WHAT YOU HAVE TO DO → The reply to the records below should contain exactly the lines from the line with "repository d6b47d9a96f23744" through the line with "static ref UUID_PATTERN: Regex", and nothing besides.

DATA SUPPLIED →
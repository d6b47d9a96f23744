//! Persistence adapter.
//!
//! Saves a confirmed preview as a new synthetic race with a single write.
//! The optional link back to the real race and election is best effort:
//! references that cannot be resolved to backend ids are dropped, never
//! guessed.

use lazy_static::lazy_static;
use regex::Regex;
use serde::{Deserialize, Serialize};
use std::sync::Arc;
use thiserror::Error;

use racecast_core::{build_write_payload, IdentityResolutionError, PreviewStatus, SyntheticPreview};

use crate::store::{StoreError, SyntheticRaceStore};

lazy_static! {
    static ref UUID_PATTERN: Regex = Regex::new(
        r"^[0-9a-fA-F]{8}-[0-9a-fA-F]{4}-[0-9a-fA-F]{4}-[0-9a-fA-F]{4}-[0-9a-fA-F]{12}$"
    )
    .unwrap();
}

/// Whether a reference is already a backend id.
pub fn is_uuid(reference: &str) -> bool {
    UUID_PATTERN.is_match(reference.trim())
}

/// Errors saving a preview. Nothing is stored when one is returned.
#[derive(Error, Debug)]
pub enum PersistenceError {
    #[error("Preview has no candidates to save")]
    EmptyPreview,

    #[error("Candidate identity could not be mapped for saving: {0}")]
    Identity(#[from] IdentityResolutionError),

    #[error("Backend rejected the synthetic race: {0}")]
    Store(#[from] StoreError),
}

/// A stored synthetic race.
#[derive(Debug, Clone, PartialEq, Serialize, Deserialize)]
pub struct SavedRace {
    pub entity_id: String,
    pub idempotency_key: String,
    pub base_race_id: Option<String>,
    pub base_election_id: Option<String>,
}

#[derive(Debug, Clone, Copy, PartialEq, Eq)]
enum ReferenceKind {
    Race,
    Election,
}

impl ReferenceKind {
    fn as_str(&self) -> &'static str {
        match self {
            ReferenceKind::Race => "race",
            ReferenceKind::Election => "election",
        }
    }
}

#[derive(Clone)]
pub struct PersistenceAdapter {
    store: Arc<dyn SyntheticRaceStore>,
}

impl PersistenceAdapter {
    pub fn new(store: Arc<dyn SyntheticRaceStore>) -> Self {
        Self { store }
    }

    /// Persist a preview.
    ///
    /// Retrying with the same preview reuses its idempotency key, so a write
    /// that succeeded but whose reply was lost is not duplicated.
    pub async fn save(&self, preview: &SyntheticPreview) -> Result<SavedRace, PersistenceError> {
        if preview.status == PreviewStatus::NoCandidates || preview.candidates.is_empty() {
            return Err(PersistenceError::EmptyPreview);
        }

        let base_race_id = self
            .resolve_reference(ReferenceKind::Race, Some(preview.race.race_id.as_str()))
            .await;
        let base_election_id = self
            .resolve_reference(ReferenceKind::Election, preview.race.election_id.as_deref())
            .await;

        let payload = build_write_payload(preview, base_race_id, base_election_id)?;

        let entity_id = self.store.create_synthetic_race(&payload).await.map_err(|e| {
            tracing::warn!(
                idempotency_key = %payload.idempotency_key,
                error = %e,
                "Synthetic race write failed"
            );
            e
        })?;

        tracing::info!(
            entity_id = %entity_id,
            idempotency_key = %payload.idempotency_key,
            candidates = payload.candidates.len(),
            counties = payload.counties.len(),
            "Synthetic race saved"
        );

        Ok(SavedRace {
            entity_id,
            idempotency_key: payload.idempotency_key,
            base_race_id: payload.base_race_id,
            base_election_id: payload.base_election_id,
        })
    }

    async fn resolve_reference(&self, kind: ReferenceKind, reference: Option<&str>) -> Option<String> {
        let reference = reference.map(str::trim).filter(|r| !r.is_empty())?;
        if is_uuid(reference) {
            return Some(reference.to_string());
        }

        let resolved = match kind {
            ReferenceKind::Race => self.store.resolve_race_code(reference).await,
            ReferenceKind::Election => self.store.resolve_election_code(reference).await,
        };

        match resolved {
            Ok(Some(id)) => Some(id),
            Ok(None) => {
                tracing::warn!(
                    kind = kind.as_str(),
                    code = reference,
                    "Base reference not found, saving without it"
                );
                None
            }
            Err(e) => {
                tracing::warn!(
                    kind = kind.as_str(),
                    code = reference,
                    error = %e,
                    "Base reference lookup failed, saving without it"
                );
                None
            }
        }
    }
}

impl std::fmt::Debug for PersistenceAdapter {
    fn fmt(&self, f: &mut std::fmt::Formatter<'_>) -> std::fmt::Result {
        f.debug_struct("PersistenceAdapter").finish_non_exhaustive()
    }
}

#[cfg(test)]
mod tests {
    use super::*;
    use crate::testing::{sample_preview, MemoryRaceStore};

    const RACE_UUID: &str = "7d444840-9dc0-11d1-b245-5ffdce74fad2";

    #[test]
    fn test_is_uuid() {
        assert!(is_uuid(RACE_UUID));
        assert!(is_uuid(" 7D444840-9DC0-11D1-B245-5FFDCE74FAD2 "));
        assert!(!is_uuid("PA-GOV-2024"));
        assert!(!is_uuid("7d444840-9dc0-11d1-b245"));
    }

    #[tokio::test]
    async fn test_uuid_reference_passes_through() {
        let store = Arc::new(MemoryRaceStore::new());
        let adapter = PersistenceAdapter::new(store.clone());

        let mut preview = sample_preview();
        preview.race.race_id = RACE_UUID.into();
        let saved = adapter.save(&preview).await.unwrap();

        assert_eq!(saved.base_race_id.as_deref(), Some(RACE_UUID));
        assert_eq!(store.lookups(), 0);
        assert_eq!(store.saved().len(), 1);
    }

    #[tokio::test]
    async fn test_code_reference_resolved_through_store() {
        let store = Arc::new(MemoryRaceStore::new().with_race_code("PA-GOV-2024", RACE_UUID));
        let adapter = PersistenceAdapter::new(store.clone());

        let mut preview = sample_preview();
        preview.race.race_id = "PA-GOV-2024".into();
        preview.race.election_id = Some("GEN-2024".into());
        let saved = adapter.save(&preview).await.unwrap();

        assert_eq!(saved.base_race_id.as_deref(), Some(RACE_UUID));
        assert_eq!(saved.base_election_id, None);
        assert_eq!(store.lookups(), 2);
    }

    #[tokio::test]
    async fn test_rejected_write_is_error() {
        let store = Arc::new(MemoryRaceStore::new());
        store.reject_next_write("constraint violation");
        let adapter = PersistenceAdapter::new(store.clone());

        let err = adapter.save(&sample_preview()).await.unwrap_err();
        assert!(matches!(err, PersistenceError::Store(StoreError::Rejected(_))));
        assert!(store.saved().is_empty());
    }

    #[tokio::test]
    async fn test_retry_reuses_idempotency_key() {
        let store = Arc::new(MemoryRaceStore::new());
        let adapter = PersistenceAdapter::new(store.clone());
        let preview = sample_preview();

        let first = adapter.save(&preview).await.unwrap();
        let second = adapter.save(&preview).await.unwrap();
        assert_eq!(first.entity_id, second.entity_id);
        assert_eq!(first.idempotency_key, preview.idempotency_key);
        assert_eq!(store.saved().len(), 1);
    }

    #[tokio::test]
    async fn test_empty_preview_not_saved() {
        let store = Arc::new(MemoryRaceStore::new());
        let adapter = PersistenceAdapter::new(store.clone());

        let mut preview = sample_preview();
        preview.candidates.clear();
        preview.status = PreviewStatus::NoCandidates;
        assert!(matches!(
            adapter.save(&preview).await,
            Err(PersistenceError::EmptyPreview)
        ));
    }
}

--

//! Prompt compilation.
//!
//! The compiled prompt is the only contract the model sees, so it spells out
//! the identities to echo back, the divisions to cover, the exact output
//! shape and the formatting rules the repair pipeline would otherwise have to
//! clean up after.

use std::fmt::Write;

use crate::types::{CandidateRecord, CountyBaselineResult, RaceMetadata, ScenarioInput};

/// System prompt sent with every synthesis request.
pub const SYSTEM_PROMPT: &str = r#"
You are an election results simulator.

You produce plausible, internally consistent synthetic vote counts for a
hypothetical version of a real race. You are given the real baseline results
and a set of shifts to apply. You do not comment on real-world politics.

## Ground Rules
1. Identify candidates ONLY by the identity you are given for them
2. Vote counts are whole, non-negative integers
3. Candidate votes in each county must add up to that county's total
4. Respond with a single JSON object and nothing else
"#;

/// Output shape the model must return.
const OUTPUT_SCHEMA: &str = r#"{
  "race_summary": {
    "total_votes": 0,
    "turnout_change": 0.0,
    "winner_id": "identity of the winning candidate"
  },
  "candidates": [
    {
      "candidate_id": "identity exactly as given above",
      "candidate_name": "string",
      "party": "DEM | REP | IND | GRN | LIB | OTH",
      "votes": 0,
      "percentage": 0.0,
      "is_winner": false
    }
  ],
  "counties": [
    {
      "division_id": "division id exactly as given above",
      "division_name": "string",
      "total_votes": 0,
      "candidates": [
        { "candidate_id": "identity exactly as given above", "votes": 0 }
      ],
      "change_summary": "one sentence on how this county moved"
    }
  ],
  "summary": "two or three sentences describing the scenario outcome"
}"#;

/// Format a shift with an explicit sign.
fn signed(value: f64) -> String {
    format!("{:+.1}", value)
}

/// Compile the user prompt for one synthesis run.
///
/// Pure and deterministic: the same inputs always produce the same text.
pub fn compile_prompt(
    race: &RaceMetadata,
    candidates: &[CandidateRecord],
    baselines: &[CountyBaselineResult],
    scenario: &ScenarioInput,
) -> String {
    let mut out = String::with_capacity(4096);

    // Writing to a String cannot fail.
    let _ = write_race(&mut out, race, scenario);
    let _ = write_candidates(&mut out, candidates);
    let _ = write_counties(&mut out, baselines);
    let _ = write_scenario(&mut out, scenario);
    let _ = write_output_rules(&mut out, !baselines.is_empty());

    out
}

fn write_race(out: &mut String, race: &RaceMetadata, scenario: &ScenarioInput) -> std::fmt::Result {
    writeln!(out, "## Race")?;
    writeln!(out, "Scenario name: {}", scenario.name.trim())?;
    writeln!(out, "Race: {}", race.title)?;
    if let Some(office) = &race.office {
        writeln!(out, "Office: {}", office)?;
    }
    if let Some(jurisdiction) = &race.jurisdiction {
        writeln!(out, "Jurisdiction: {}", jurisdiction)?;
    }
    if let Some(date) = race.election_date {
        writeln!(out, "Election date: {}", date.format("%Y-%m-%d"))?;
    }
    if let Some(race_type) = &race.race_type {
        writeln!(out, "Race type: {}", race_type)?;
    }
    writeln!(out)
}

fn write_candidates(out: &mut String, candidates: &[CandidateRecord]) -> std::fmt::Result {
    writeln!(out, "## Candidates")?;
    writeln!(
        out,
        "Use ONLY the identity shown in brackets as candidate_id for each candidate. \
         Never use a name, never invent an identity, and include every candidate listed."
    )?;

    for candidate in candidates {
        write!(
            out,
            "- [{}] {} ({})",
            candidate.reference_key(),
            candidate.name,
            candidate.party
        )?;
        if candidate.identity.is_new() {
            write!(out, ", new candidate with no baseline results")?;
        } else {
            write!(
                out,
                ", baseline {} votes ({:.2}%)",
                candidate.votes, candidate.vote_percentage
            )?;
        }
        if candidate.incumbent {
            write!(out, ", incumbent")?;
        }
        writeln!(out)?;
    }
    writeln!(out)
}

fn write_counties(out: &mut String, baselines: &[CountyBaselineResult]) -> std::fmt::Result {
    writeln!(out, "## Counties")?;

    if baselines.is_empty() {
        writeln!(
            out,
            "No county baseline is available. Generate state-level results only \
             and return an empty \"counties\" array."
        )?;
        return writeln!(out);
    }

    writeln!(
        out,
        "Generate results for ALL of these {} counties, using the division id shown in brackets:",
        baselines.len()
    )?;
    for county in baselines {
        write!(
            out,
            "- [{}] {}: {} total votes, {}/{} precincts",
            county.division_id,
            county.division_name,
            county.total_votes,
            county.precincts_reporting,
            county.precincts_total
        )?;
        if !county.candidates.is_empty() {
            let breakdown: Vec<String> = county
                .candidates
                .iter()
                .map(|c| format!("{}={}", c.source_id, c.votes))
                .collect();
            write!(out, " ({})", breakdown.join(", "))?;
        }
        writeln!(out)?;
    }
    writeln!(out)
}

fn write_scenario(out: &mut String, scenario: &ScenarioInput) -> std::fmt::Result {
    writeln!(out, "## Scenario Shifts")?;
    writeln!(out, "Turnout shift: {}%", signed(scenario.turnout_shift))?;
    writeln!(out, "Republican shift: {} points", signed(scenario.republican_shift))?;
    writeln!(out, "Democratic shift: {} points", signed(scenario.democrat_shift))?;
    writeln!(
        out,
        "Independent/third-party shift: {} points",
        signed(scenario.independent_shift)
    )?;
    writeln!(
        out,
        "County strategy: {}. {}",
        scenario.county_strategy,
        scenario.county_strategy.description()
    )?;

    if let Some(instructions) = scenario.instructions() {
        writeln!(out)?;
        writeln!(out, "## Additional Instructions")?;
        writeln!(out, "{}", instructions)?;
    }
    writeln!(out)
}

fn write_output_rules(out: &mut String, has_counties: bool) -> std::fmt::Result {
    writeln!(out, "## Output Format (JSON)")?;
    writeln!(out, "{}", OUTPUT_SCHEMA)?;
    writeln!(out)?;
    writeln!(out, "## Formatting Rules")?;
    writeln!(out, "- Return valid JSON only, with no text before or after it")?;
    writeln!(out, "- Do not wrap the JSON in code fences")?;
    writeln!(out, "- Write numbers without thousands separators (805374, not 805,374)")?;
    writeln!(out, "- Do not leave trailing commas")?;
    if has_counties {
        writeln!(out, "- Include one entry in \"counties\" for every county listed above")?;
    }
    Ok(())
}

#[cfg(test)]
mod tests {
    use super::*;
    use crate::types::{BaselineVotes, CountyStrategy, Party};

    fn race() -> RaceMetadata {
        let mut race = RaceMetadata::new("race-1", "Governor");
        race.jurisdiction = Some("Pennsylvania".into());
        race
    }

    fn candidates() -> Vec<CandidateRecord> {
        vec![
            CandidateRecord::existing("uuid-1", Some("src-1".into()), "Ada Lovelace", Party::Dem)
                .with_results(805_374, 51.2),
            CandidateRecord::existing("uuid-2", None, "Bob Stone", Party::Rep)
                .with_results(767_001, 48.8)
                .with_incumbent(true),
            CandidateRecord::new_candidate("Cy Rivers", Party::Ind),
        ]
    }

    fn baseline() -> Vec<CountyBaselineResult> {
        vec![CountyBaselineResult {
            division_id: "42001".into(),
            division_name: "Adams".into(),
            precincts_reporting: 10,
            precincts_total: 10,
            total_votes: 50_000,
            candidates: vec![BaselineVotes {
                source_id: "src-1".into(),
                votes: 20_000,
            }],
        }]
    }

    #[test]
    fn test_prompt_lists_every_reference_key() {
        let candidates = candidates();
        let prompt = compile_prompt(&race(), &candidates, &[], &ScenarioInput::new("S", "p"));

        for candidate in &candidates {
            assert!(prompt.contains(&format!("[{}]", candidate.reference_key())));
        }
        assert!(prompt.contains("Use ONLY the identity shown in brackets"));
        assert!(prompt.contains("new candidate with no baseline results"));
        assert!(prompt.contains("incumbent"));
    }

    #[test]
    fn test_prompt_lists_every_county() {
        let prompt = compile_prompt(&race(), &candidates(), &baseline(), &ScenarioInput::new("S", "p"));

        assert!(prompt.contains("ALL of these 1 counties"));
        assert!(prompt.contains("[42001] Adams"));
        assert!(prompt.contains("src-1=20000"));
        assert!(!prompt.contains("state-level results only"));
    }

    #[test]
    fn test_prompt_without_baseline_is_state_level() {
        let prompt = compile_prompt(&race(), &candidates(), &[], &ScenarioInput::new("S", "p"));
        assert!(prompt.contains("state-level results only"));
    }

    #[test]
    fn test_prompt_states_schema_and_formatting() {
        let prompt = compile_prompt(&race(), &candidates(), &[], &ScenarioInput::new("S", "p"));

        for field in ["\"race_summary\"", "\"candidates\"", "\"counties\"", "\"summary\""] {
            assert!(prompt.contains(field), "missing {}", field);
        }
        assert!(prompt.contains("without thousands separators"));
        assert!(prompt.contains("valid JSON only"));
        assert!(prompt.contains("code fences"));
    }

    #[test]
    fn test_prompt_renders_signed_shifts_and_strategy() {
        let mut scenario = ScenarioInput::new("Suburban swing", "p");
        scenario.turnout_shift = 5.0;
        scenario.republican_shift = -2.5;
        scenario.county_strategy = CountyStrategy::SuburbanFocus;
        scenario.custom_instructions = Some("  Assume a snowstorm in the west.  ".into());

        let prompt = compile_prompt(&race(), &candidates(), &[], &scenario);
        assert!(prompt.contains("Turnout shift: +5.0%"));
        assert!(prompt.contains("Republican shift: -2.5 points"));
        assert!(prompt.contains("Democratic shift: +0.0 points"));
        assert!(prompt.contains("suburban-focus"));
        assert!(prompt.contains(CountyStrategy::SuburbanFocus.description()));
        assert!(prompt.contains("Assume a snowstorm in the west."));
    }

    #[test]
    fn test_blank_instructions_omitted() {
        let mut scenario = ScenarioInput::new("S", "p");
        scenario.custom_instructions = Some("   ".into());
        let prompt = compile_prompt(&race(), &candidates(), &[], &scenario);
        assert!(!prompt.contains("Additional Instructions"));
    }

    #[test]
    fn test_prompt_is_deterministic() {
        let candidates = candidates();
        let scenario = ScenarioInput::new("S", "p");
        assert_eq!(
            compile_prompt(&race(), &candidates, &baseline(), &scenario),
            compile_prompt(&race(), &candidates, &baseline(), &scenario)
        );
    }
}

RESPONSE BELOW →
repository d6b47d9a96f23744
//! Persistence adapter.
//!
//! Saves a confirmed preview as a new synthetic race with a single write.
//! The optional link back to the real race and election is best effort:
//! references that cannot be resolved to backend ids are dropped, never
//! guessed.

use lazy_static::lazy_static;
use regex::Regex;
use serde::{Deserialize, Serialize};
use std::sync::Arc;
use thiserror::Error;

use racecast_core::{build_write_payload, IdentityResolutionError, PreviewStatus, SyntheticPreview};

use crate::store::{StoreError, SyntheticRaceStore};

lazy_static! {
    static ref UUID_PATTERN: Regex = Regex::new(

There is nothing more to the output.